====== Given data

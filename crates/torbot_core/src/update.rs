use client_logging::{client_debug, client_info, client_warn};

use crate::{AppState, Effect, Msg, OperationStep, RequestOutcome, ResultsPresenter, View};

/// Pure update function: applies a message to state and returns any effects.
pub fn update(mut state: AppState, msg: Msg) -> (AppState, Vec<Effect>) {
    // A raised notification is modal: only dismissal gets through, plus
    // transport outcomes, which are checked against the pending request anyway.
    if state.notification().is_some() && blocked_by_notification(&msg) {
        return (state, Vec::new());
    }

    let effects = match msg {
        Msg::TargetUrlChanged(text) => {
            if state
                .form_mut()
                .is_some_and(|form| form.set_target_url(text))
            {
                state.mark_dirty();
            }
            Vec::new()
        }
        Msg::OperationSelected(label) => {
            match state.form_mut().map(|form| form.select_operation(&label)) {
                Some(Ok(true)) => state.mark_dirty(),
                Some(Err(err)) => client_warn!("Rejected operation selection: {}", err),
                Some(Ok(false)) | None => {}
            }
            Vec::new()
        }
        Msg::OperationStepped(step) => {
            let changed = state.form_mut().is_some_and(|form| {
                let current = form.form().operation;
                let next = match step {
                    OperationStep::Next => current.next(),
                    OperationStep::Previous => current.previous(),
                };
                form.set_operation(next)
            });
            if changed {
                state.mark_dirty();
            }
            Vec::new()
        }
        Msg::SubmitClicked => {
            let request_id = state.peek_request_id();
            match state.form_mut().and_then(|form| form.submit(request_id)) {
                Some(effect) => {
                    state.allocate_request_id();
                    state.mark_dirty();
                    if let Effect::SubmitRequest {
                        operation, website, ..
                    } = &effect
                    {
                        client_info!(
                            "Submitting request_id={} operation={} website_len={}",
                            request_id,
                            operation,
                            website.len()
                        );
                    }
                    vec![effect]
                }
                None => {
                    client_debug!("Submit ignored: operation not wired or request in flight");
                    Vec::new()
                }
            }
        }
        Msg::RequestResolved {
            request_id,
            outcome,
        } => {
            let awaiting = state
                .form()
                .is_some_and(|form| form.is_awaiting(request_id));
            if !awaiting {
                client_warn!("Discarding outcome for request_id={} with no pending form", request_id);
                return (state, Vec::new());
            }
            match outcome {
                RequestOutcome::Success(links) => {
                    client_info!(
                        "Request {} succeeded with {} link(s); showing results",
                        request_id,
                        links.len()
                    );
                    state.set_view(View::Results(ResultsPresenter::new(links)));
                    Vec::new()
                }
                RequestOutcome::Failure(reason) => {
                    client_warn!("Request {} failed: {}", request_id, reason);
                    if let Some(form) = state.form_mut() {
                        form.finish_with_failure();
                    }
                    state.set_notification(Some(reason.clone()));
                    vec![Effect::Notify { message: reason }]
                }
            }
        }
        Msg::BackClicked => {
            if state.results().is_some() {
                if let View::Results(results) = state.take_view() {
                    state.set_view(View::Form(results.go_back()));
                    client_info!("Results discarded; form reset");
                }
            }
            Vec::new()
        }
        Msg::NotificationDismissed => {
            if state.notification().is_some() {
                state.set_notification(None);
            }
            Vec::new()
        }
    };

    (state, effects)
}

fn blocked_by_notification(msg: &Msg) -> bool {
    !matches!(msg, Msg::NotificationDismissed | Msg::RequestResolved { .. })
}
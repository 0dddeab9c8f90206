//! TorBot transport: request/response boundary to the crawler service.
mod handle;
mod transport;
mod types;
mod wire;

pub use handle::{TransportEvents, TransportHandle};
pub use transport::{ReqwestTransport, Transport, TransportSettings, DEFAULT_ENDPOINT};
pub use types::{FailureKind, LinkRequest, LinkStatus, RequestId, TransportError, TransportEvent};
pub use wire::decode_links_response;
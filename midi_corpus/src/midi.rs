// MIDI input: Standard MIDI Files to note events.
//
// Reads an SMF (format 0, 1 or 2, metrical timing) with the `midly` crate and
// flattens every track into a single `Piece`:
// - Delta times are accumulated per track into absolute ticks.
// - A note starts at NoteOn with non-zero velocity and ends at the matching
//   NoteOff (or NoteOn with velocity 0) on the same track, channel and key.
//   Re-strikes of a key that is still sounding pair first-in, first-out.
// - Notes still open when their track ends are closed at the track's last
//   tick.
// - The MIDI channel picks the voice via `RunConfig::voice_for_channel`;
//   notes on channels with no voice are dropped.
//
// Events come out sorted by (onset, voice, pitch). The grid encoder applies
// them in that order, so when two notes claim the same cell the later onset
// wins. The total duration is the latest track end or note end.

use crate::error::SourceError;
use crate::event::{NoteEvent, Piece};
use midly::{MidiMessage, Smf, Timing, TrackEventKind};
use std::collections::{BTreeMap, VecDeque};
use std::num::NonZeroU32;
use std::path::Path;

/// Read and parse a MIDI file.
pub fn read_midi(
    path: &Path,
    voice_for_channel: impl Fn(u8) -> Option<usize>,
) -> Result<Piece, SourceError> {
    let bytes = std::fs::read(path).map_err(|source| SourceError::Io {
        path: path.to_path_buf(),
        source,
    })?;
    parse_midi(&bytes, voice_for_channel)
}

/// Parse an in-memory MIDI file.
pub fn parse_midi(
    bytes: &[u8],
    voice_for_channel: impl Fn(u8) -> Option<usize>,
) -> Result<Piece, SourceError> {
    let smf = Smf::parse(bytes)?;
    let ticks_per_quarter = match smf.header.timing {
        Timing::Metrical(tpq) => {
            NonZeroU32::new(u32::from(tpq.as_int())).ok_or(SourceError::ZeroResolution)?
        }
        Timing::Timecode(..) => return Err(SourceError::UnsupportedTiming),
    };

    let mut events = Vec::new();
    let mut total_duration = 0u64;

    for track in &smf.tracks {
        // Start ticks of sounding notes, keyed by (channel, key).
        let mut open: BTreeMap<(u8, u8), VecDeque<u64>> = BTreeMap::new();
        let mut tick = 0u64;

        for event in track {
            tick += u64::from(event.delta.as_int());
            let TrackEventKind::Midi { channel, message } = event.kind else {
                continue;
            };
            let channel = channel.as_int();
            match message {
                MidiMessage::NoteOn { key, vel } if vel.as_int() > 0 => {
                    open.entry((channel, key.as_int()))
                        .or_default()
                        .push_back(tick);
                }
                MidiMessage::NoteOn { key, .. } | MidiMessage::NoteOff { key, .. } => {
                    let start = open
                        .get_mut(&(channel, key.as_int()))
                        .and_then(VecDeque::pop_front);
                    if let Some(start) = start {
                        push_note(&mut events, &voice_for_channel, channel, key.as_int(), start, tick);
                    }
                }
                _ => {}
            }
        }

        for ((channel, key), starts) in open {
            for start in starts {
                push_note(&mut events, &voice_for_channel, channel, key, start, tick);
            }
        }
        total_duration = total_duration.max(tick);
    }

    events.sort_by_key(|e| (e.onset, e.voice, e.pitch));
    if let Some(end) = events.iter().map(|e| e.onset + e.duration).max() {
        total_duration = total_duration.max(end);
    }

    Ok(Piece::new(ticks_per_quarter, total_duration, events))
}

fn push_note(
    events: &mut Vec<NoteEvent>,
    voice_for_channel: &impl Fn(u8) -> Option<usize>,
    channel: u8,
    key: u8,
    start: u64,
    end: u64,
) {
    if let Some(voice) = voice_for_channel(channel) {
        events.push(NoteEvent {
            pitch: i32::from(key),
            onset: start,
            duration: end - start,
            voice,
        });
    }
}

============

- **To do**:
What is needed is an exact copy of the lines from the one containing "total_duration = total_duration.max(tick);" through the last line of the records, and nothing else.

- **Task response**:
        total_duration = total_duration.max(tick);
    }

    events.sort_by_key(|e| (e.onset, e.voice, e.pitch));
    if let Some(end) = events.iter().map(|e| e.onset + e.duration).max() {
        total_duration = total_duration.max(end);
    }

    Ok(Piece::new(ticks_per_quarter, total_duration, events))
}

fn push_note(
    events: &mut Vec<NoteEvent>,
    voice_for_channel: &impl Fn(u8) -> Option<usize>,
    channel: u8,
    key: u8,
    start: u64,
    end: u64,
) {
    if let Some(voice) = voice_for_channel(channel) {
        events.push(NoteEvent {
            pitch: i32::from(key),
            onset: start,
            duration: end - start,
            voice,
        });
    }
}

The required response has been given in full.